You can’t help but love Kris Kristofferson. Superstar singer and songwriter, Kris is also a great actor with many film credits from “A Star is Born” to “A Soldier’s Daughter Never Cries.” But Kris, who’s 77, is suffering from a form of dementia called “Puglistica.”
He has severe memory loss from years of head injuries from boxing and football when he was younger. This is no joke. He remembers his songs and is able to play them pretty well. He knows his family. But memories of his career are almost all gone.

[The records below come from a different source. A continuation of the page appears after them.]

//! reqwest implementation of `AnalysisBackend`.

use futures::future::{BoxFuture, FutureExt};
use serde::Deserialize;

use super::AnalysisBackend;
use crate::error::BackendError;
use crate::models::{AnalysisOutcome, AnalysisResponse, ResultRef};
use crate::session::AnalysisRequest;

/// Body of `/api/open-folder`. Older backends return nothing useful, so
/// both fields are optional.
#[derive(Debug, Default, Deserialize)]
struct FolderResponse {
    #[serde(default)]
    status: Option<String>,
    #[serde(default)]
    message: Option<String>,
}

/// HTTP client for the analysis backend.
#[derive(Debug, Clone)]
pub struct HttpBackend {
    client: reqwest::Client,
    origin: String,
}

impl HttpBackend {
    pub fn new(origin: impl Into<String>) -> Self {
        Self::with_client(reqwest::Client::new(), origin)
    }

    pub fn with_client(client: reqwest::Client, origin: impl Into<String>) -> Self {
        let origin = origin.into().trim_end_matches('/').to_string();
        HttpBackend { client, origin }
    }

    pub fn origin(&self) -> &str {
        &self.origin
    }

    fn endpoint(&self, path: &str) -> String {
        format!("{}/api/{}", self.origin, path)
    }
}

impl AnalysisBackend for HttpBackend {
    fn analyze(&self, request: AnalysisRequest) -> BoxFuture<'static, Result<AnalysisOutcome, BackendError>> {
        let client = self.client.clone();
        let url = self.endpoint("analyze");
        async move {
            log::debug!("[Backend] POST {}", url);
            let response = client.post(&url).multipart(request.into_form()).send().await?;

            let status = response.status();
            if !status.is_success() {
                return Err(BackendError::HttpStatus(status.as_u16()));
            }

            let body: AnalysisResponse = response
                .json()
                .await
                .map_err(|e| BackendError::UnexpectedResponse(e.to_string()))?;
            log::debug!("[Backend] analyze response: {:?}", body);
            body.into_outcome()
        }
        .boxed()
    }

    fn open_folder(&self) -> BoxFuture<'static, Result<(), BackendError>> {
        let client = self.client.clone();
        let url = self.endpoint("open-folder");
        async move {
            log::debug!("[Backend] POST {}", url);
            let response = client.post(&url).send().await?;

            let status = response.status();
            if !status.is_success() {
                return Err(BackendError::HttpStatus(status.as_u16()));
            }

            let text = response.text().await?;
            let body: FolderResponse = serde_json::from_str(&text).unwrap_or_default();
            match body.status.as_deref() {
                Some("error") => Err(BackendError::Rejected(
                    body.message.unwrap_or_else(|| "open-folder failed".to_string()),
                )),
                _ => Ok(()),
            }
        }
        .boxed()
    }

    fn fetch_artifact(&self, result: &ResultRef) -> BoxFuture<'static, Result<Vec<u8>, BackendError>> {
        let client = self.client.clone();
        let url = result.url.clone();
        async move {
            log::debug!("[Backend] GET {}", url);
            let response = client.get(&url).send().await?;

            let status = response.status();
            if !status.is_success() {
                return Err(BackendError::HttpStatus(status.as_u16()));
            }

            let bytes = response.bytes().await?;
            Ok(bytes.to_vec())
        }
        .boxed()
    }
}

#[cfg(test)]
mod tests {
    use super::*;

    #[test]
    fn test_endpoint_trims_trailing_slash() {
        let backend = HttpBackend::new("http://127.0.0.1:8000/");
        assert_eq!(backend.origin(), "http://127.0.0.1:8000");
        assert_eq!(backend.endpoint("analyze"), "http://127.0.0.1:8000/api/analyze");
    }

    #[test]
    fn test_folder_response_tolerates_non_json() {
        let body: FolderResponse = serde_json::from_str("null").unwrap_or_default();
        assert!(body.status.is_none());
    }
}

Kris’s wife of 30 years, Lisa Meyers, is by his side as much as she can be. But over the course of the last few days here during Grammy week, Kris’s issues have been revealed. He looks fine and has no physical deficits. But when anyone asks him about an old project or song, or tries to engage him, his face changes. With a real sweetness he says, “I wish I could tell you about that but I don’t remember anything.” He then explains his condition.
Lisa says, “It’s not Alzheimer’s.” She’s right, to an extent. But Boxer’s Dementia seems to mimic that disease. When I mentioned his hits “Me and Bobby McGee” and “Help Me Make it Through the Night,” Kristofferson looked at me blankly. Of “A Star is Born,” he said, “That was a long time ago.” He doesn’t recall Leelee Sobieski, who played his daughter in “Soldier,” or Kaylie Jones, James Jones’s daughter, who wrote the book upon which the movie was based.
But he knows his songs. He played at the Grammy Foundation legacy concert on Thursday night, and he’s scheduled to perform on the Grammy show Sunday night. At the Special Merit Awards yesterday, Ringo Starr referred to Kris’s memory loss. Kristofferson took it in stride. “I just got hit in the head too many times,” he told me.
Nothing can change what a great guy he is, though, and a superstar. We all remember that.